Material supplied -
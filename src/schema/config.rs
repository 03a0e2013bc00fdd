//! Configuration types for evaluation caching, dispatch and the driver.

use std::path::PathBuf;

use serde::{Deserialize, Serialize};

use super::SchedulerConfig;

/// Top-level driver configuration.
#[derive(Debug, Clone, Serialize, Deserialize, Default)]
pub struct DriverConfig {
    /// Operator scheduling.
    #[serde(default)]
    pub scheduler: SchedulerConfig,
    /// Evaluation cache and backend.
    #[serde(default)]
    pub evaluator: EvaluatorConfig,
    /// Random seed for reproducibility.
    #[serde(default)]
    pub random_seed: Option<u64>,
}

impl DriverConfig {
    /// Validate every section.
    pub fn validate(&self) -> Result<(), ConfigError> {
        self.scheduler.validate()?;
        self.evaluator.validate()
    }
}

/// Evaluator configuration.
#[derive(Debug, Clone, Serialize, Deserialize)]
pub struct EvaluatorConfig {
    /// Maximum number of cache entries kept between generations.
    /// Zero disables caching across generations.
    #[serde(default = "default_cache_size")]
    pub cache_size: usize,
    /// Batch size for the external process, or worker count for the pool.
    #[serde(default = "default_concurrency")]
    pub concurrency: usize,
    /// Number of fitness components every evaluation must produce.
    #[serde(default = "default_fitness_components")]
    pub fitness_components: usize,
    /// Evaluation backend.
    #[serde(default)]
    pub backend: BackendConfig,
}

impl Default for EvaluatorConfig {
    fn default() -> Self {
        Self {
            cache_size: default_cache_size(),
            concurrency: default_concurrency(),
            fitness_components: default_fitness_components(),
            backend: BackendConfig::default(),
        }
    }
}

fn default_cache_size() -> usize {
    10_000
}
fn default_concurrency() -> usize {
    1
}
fn default_fitness_components() -> usize {
    1
}

/// Evaluation backend selection.
#[derive(Debug, Clone, Serialize, Deserialize)]
#[serde(tag = "type")]
pub enum BackendConfig {
    /// External evaluator process invoked once per batch.
    Batch(BatchConfig),
    /// Persistent worker threads running an in-process evaluation function.
    Pool(PoolConfig),
}

impl Default for BackendConfig {
    fn default() -> Self {
        Self::Pool(PoolConfig::default())
    }
}

/// External process backend configuration.
#[derive(Debug, Clone, Serialize, Deserialize)]
pub struct BatchConfig {
    /// Evaluator command. Input file paths are passed as arguments.
    pub command: PathBuf,
    /// Arguments placed before the input file paths.
    #[serde(default)]
    pub arguments: Vec<String>,
    /// Input file pattern; `%s` is replaced by the candidate id.
    #[serde(default = "default_input_pattern")]
    pub input_pattern: String,
    /// File the evaluator writes its results to.
    #[serde(default = "default_output_file")]
    pub output_file: PathBuf,
    /// File listing the input paths of the current batch.
    #[serde(default = "default_list_file")]
    pub list_file: PathBuf,
    /// Delete input files once the batch has been read back.
    #[serde(default)]
    pub remove_temporary_files: bool,
}

impl BatchConfig {
    /// Create a batch configuration with default file names.
    pub fn new(command: impl Into<PathBuf>) -> Self {
        Self {
            command: command.into(),
            arguments: Vec::new(),
            input_pattern: default_input_pattern(),
            output_file: default_output_file(),
            list_file: default_list_file(),
            remove_temporary_files: false,
        }
    }

    /// Input file path for the given candidate id.
    pub fn input_path(&self, id: &str) -> PathBuf {
        if self.input_pattern.contains("%s") {
            PathBuf::from(self.input_pattern.replace("%s", id))
        } else {
            PathBuf::from(format!("{}{}", self.input_pattern, id))
        }
    }
}

fn default_input_pattern() -> String {
    "candidate_%s.input".to_string()
}
fn default_output_file() -> PathBuf {
    PathBuf::from("fitness.output")
}
fn default_list_file() -> PathBuf {
    PathBuf::from("candidates_to_evaluate.txt")
}

/// Worker pool backend configuration.
#[derive(Debug, Clone, Serialize, Deserialize)]
pub struct PoolConfig {
    /// Interval between progress reports while flushing.
    #[serde(default = "default_progress_interval_ms")]
    pub progress_interval_ms: u64,
}

impl Default for PoolConfig {
    fn default() -> Self {
        Self {
            progress_interval_ms: default_progress_interval_ms(),
        }
    }
}

fn default_progress_interval_ms() -> u64 {
    1000
}

impl EvaluatorConfig {
    /// Validate evaluator configuration.
    pub fn validate(&self) -> Result<(), ConfigError> {
        if self.concurrency == 0 {
            return Err(ConfigError::InvalidConcurrency);
        }
        if self.fitness_components == 0 {
            return Err(ConfigError::InvalidFitnessComponents);
        }
        match &self.backend {
            BackendConfig::Batch(batch) => {
                if batch.command.as_os_str().is_empty() {
                    return Err(ConfigError::EmptyCommand);
                }
                if batch.input_pattern.is_empty() {
                    return Err(ConfigError::InvalidParameter(
                        "input pattern must not be empty".to_string(),
                    ));
                }
                Ok(())
            }
            BackendConfig::Pool(pool) => {
                if pool.progress_interval_ms == 0 {
                    return Err(ConfigError::InvalidParameter(
                        "progress interval must be non-zero".to_string(),
                    ));
                }
                Ok(())
            }
        }
    }
}

/// Configuration validation errors.
#[derive(Debug, thiserror::Error)]
pub enum ConfigError {
    #[error("Offspring budget (lambda) must be non-zero")]
    InvalidLambda,
    #[error("Concurrency must be non-zero")]
    InvalidConcurrency,
    #[error("Evaluations must produce at least one fitness component")]
    InvalidFitnessComponents,
    #[error("Batch evaluator command must not be empty")]
    EmptyCommand,
    #[error("Invalid parameter: {0}")]
    InvalidParameter(String),
    #[error("Invalid parameter bounds: {0}")]
    InvalidBounds(String),
}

The problem -
Restate each record exactly as written.

Exercise answer -
filename src/schema/config.rs
repository 03a0e2013bc00fdd
//! Configuration types for evaluation caching, dispatch and the driver.

use std::path::PathBuf;

use serde::{Deserialize, Serialize};

use super::SchedulerConfig;

/// Top-level driver configuration.
#[derive(Debug, Clone, Serialize, Deserialize, Default)]
pub struct DriverConfig {
    /// Operator scheduling.
    #[serde(default)]
    pub scheduler: SchedulerConfig,
    /// Evaluation cache and backend.
    #[serde(default)]
    pub evaluator: EvaluatorConfig,
    /// Random seed for reproducibility.
    #[serde(default)]
    pub random_seed: Option<u64>,
}

impl DriverConfig {
    /// Validate every section.
    pub fn validate(&self) -> Result<(), ConfigError> {
        self.scheduler.validate()?;
        self.evaluator.validate()
    }
}

/// Evaluator configuration.
#[derive(Debug, Clone, Serialize, Deserialize)]
pub struct EvaluatorConfig {
    /// Maximum number of cache entries kept between generations.
    /// Zero disables caching across generations.
    #[serde(default = "default_cache_size")]
    pub cache_size: usize,
    /// Batch size for the external process, or worker count for the pool.
    #[serde(default = "default_concurrency")]
    pub concurrency: usize,
    /// Number of fitness components every evaluation must produce.
    #[serde(default = "default_fitness_components")]
    pub fitness_components: usize,
    /// Evaluation backend.
    #[serde(default)]
    pub backend: BackendConfig,
}

impl Default for EvaluatorConfig {
    fn default() -> Self {
        Self {
            cache_size: default_cache_size(),
            concurrency: default_concurrency(),
            fitness_components: default_fitness_components(),
            backend: BackendConfig::default(),
        }
    }
}

fn default_cache_size() -> usize {
    10_000
}
fn default_concurrency() -> usize {
    1
}
fn default_fitness_components() -> usize {
    1
}

/// Evaluation backend selection.
#[derive(Debug, Clone, Serialize, Deserialize)]
#[serde(tag = "type")]
pub enum BackendConfig {
    /// External evaluator process invoked once per batch.
    Batch(BatchConfig),
    /// Persistent worker threads running an in-process evaluation function.
    Pool(PoolConfig),
}

impl Default for BackendConfig {
    fn default() -> Self {
        Self::Pool(PoolConfig::default())
    }
}

/// External process backend configuration.
#[derive(Debug, Clone, Serialize, Deserialize)]
pub struct BatchConfig {
    /// Evaluator command. Input file paths are passed as arguments.
    pub command: PathBuf,
    /// Arguments placed before the input file paths.
    #[serde(default)]
    pub arguments: Vec<String>,
    /// Input file pattern; `%s` is replaced by the candidate id.
    #[serde(default = "default_input_pattern")]
    pub input_pattern: String,
    /// File the evaluator writes its results to.
    #[serde(default = "default_output_file")]
    pub output_file: PathBuf,
    /// File listing the input paths of the current batch.
    #[serde(default = "default_list_file")]
    pub list_file: PathBuf,
    /// Delete input files once the batch has been read back.
    #[serde(default)]
    pub remove_temporary_files: bool,
}

impl BatchConfig {
    /// Create a batch configuration with default file names.
    pub fn new(command: impl Into<PathBuf>) -> Self {
        Self {
            command: command.into(),
            arguments: Vec::new(),
            input_pattern: default_input_pattern(),
            output_file: default_output_file(),
            list_file: default_list_file(),
            remove_temporary_files: false,
        }
    }

    /// Input file path for the given candidate id.
    pub fn input_path(&self, id: &str) -> PathBuf {
        if self.input_pattern.contains("%s") {
            PathBuf::from(self.input_pattern.replace("%s", id))
        } else {
            PathBuf::from(format!("{}{}", self.input_pattern, id))
        }
    }
}

fn default_input_pattern() -> String {
    "candidate_%s.input".to_string()
}
fn default_output_file() -> PathBuf {
    PathBuf::from("fitness.output")
}
fn default_list_file() -> PathBuf {
    PathBuf::from("candidates_to_evaluate.txt")
}

/// Worker pool backend configuration.
#[derive(Debug, Clone, Serialize, Deserialize)]
pub struct PoolConfig {
    /// Interval between progress reports while flushing.
    #[serde(default = "default_progress_interval_ms")]
    pub progress_interval_ms: u64,
}

impl Default for PoolConfig {
    fn default() -> Self {
        Self {
            progress_interval_ms: default_progress_interval_ms(),
        }
    }
}

fn default_progress_interval_ms() -> u64 {
    1000
}

impl EvaluatorConfig {
    /// Validate evaluator configuration.
    pub fn validate(&self) -> Result<(), ConfigError> {
        if self.concurrency == 0 {
            return Err(ConfigError::InvalidConcurrency);
        }
        if self.fitness_components == 0 {
            return Err(ConfigError::InvalidFitnessComponents);
        }
        match &self.backend {
            BackendConfig::Batch(batch) => {
                if batch.command.as_os_str().is_empty() {
                    return Err(ConfigError::EmptyCommand);
                }
                if batch.input_pattern.is_empty() {
                    return Err(ConfigError::InvalidParameter(
                        "input pattern must not be empty".to_string(),
                    ));
                }
                Ok(())
            }
            BackendConfig::Pool(pool) => {
                if pool.progress_interval_ms == 0 {
                    return Err(ConfigError::InvalidParameter(
                        "progress interval must be non-zero".to_string(),
                    ));
                }
                Ok(())
            }
        }
    }
}

/// Configuration validation errors.
#[derive(Debug, thiserror::Error)]
pub enum ConfigError {
    #[error("Offspring budget (lambda) must be non-zero")]
    InvalidLambda,
    #[error("Concurrency must be non-zero")]
    InvalidConcurrency,
    #[error("Evaluations must produce at least one fitness component")]
    InvalidFitnessComponents,
    #[error("Batch evaluator command must not be empty")]
    EmptyCommand,
    #[error("Invalid parameter: {0}")]
    InvalidParameter(String),
    #[error("Invalid parameter bounds: {0}")]
    InvalidBounds(String),
}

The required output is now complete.